Chinese-owned TikTok is said to pose a national security threat

··Pan Am Flight 103: The Story of the UK’s Deadliest Terror Attack
On December 21, 1988, Pan Am Flight 103 exploded 31,000 feet over Lockerbie, Scotland, 38 minutes after takeoff from London

··U.S. Builds New Firewall to Stop Spread of Militant Islamists
Niger offers hope of stopping the seemingly inexorable spread of jihadism in Africa

··White-Supremacist Messages on Call of Duty, Fortnite; Hate-Crime Charges in Club Q Shooting
Colorado Springs club shooter influenced by online extremists

··Water Wells Go Dry as California Feels Warming Impacts
A record number of water wells in California have gone dry

Lawmakers Intro Bill to Ban TikTok in U.S.  (Frank Konkel, Nextgov)
TikTok poses a national security threat, according to lawmakers on both sides of the political aisle.

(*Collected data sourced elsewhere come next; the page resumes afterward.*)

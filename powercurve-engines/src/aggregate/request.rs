use ndarray::Array1;
use powercurve_atmos::{STANDARD_PRESSURE, SeaLevel};
use serde::{Deserialize, Serialize};
use uom::si::{f64::Pressure, pressure::pascal};

use crate::{
    ThrottleMode,
    sampler::{Grid, SpeedType},
};

use super::{
    AggregateError,
    units::{AltitudeUnit, PowerUnit, SpeedUnit, TemperatureUnit, ThrustUnit, WeightUnit},
};

/// Highest airspeed sampled for power metrics, km/h.
const MAX_POWER_SPEED_KPH: f64 = 1000.0;

/// Highest airspeed sampled for thrust metrics, km/h.
const MAX_THRUST_SPEED_KPH: f64 = 2000.0;

/// Quantity reported per cell.
#[derive(Debug, Clone, Copy, PartialEq, Eq, Default, Serialize, Deserialize)]
#[serde(rename_all = "snake_case")]
pub enum Metric {
    #[default]
    Power,
    PowerPerWeight,
    Thrust,
    ThrustPerWeight,
}

impl Metric {
    #[must_use]
    pub fn is_thrust(self) -> bool {
        matches!(self, Metric::Thrust | Metric::ThrustPerWeight)
    }

    #[must_use]
    pub fn per_weight(self) -> bool {
        matches!(self, Metric::PowerPerWeight | Metric::ThrustPerWeight)
    }
}

/// What to compute for an aircraft and how to express it.
///
/// Deserializes from TOML or JSON; absent fields take their defaults.
#[derive(Debug, Clone, PartialEq, Serialize, Deserialize)]
#[serde(default)]
pub struct Request {
    pub metric: Metric,
    pub modes: Vec<ThrottleMode>,
    pub speed_type: SpeedType,
    /// Sea-level air temperature, in `temperature_unit`.
    pub air_temperature: f64,
    pub temperature_unit: TemperatureUnit,
    /// Top of the altitude axis, in `altitude_unit`.
    pub max_altitude: f64,
    pub altitude_unit: AltitudeUnit,
    pub speed_unit: SpeedUnit,
    pub power_unit: PowerUnit,
    pub thrust_unit: ThrustUnit,
    pub weight_unit: WeightUnit,
    /// Fuel load for per-weight metrics, percent of capacity.
    pub fuel_percent: f64,
    /// Overrides whether rocket boosters add thrust. By default they do
    /// only when built into the airframe.
    pub include_boosters: Option<bool>,
    /// Whether high-octane fuel modifiers apply.
    pub octane: bool,
}

impl Default for Request {
    fn default() -> Self {
        Self {
            metric: Metric::Power,
            modes: vec![ThrottleMode::Military, ThrottleMode::Wep],
            speed_type: SpeedType::Tas,
            air_temperature: 15.0,
            temperature_unit: TemperatureUnit::Celsius,
            max_altitude: 10_000.0,
            altitude_unit: AltitudeUnit::Meter,
            speed_unit: SpeedUnit::KilometerPerHour,
            power_unit: PowerUnit::Horsepower,
            thrust_unit: ThrustUnit::KilogramForce,
            weight_unit: WeightUnit::Kilogram,
            fuel_percent: 100.0,
            include_boosters: None,
            octane: true,
        }
    }
}

impl Request {
    /// Checks the request before any engine work is done.
    ///
    /// # Errors
    ///
    /// Returns [`AggregateError::InvalidRequest`] with the failing field.
    pub fn validate(&self) -> Result<(), AggregateError> {
        let invalid = |reason: &'static str| -> Result<(), AggregateError> {
            Err(AggregateError::InvalidRequest { reason })
        };

        if self.modes.is_empty() {
            return invalid("at least one throttle mode is required");
        }
        if !(0.0..=100.0).contains(&self.fuel_percent) {
            return invalid("fuel_percent must be between 0 and 100");
        }
        if !self.max_altitude.is_finite() || self.max_altitude < 0.0 {
            return invalid("max_altitude must be finite and not negative");
        }
        let kelvin = self.temperature_unit.to_kelvin(self.air_temperature);
        if !kelvin.is_finite() || kelvin <= 0.0 {
            return invalid("air_temperature must be above absolute zero");
        }
        Ok(())
    }

    /// Standard sea-level pressure at the requested air temperature.
    ///
    /// # Errors
    ///
    /// Returns an error if the temperature is not above absolute zero.
    pub fn sea_level(&self) -> Result<SeaLevel, AggregateError> {
        let pressure = Pressure::new::<pascal>(STANDARD_PRESSURE);
        let temperature = self.temperature_unit.quantity(self.air_temperature);
        Ok(SeaLevel::from_quantities(pressure, temperature)?)
    }

    /// Maximum altitude in meters, rounded to whole meters.
    #[must_use]
    pub fn max_altitude_m(&self) -> f64 {
        self.altitude_unit.to_meters(self.max_altitude).round()
    }

    /// Sampling grid: 20 m altitude steps up to the maximum altitude, and
    /// 10 km/h speed steps up to 2000 km/h for thrust or 1000 km/h for power.
    #[must_use]
    pub fn grid(&self) -> Grid {
        let max_speed = if self.metric.is_thrust() {
            MAX_THRUST_SPEED_KPH
        } else {
            MAX_POWER_SPEED_KPH
        };
        Grid::for_ranges(self.max_altitude_m(), max_speed, self.speed_type)
    }

    /// Speed axis of [`Request::grid`] in `speed_unit`.
    #[must_use]
    pub fn speed_axis(&self) -> Array1<f64> {
        self.grid().speeds().mapv(|kph| self.speed_unit.from_kph(kph))
    }

    /// Altitude axis of [`Request::grid`] in `altitude_unit`.
    #[must_use]
    pub fn altitude_axis(&self) -> Array1<f64> {
        self.grid().altitudes().mapv(|m| self.altitude_unit.from_meters(m))
    }

    /// Converts a raw cell value (hp or kgf) to the requested output unit.
    pub(crate) fn output_value(&self, value: f64) -> f64 {
        if self.metric.is_thrust() {
            self.thrust_unit.from_kilogram_force(value)
        } else {
            self.power_unit.from_horsepower(value)
        }
    }
}

#[cfg(test)]
mod tests {
    use approx::assert_relative_eq;

    use super::*;

    #[test]
    fn defaults() {
        let request = Request::default();
        assert!(request.validate().is_ok());
        assert_eq!(request.modes, vec![ThrottleMode::Military, ThrottleMode::Wep]);
        assert_relative_eq!(request.sea_level().unwrap().temperature(), 288.15, max_relative = 1e-12);
        assert_eq!(request.grid().shape(), (101, 500));
    }

    #[test]
    fn thrust_metrics_sample_faster_speeds() {
        let request = Request {
            metric: Metric::ThrustPerWeight,
            ..Request::default()
        };
        assert_eq!(request.grid().speed_count, 201);
        assert!(request.metric.per_weight());
    }

    #[test]
    fn altitude_in_feet() {
        let request = Request {
            max_altitude: 30_000.0,
            altitude_unit: AltitudeUnit::Foot,
            ..Request::default()
        };
        assert_relative_eq!(request.max_altitude_m(), 9144.0);
        assert_eq!(request.grid().altitude_count, 457);

        let axis = request.altitude_axis();
        assert_relative_eq!(axis[1], 20.0 / 0.3048, max_relative = 1e-12);
    }

    #[test]
    fn speed_axis_in_knots() {
        let request = Request {
            speed_unit: SpeedUnit::Knot,
            ..Request::default()
        };
        let axis = request.speed_axis();
        assert_relative_eq!(axis[100], 1000.0 / 1.852, max_relative = 1e-9);
    }

    #[test]
    fn rejects_bad_requests() {
        let no_modes = Request {
            modes: Vec::new(),
            ..Request::default()
        };
        assert!(matches!(no_modes.validate(), Err(AggregateError::InvalidRequest { .. })));

        let overfull = Request {
            fuel_percent: 120.0,
            ..Request::default()
        };
        assert!(overfull.validate().is_err());

        let frozen = Request {
            air_temperature: -300.0,
            ..Request::default()
        };
        assert!(frozen.validate().is_err());
        assert!(frozen.sea_level().is_err());
    }

    #[test]
    fn deserializes_partial_toml_like_json() {
        let request: Request = serde_json::from_str(
            r#"{ "metric": "power_per_weight", "modes": ["WEP"], "weight_unit": "lb" }"#,
        )
        .unwrap();
        assert_eq!(request.metric, Metric::PowerPerWeight);
        assert_eq!(request.modes, vec![ThrottleMode::Wep]);
        assert_eq!(request.weight_unit, WeightUnit::Pound);
        assert_relative_eq!(request.fuel_percent, 100.0);
        assert!(request.octane);
    }
}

Pan Am Flight 103: The Story of the UK’s Deadliest Terror Attack  (Jack Guy, CNN)
The bombing of Pan Am Flight 103 may have taken place more than 30 years ago, but the appearance of alleged bombmaker Abu Agila Mohammad Mas’ud Kheir Al-Marimi in a US court on Monday has sparked a new wave of interest in the attack. Here’s what you need to know about the deadliest terrorist attack to have taken place in the United Kingdom. On December 21, 1988, Pan Am Flight 103 exploded 31,000 feet over Lockerbie, Scotland, 38 minutes after takeoff from London. Two hundred and fifty-nine people on board the New York-bound Boeing 747 were killed, along with 11 people on the ground.  Witnesses in Lockerbie and the surrounding areas reported portions of the aircraft falling “from the sky, some of which appeared to be engulfed in flames,” according to a 2020 affidavit by a Federal Bureau of Investigation (FBI) special agent, shared by the US Department of Justice. “As pieces of the aircraft hit the ground, some exploded. One such incident created an explosion that witnesses likened to a “mushroom cloud,” and left a crater approximately 40 feet deep where, moments before, residential homes had stood in the town of Lockerbie,” the agent said in the affadavit. Afterward, United States and British investigators found fragments of a circuit board and a timer, and ruled that a bomb, not mechanical failure, caused the explosion. Over three years, investigators from the United States, Britain, Germany and other countries questioned more than 15,000 people in more than 30 countries and collected thousands of pieces of evidence.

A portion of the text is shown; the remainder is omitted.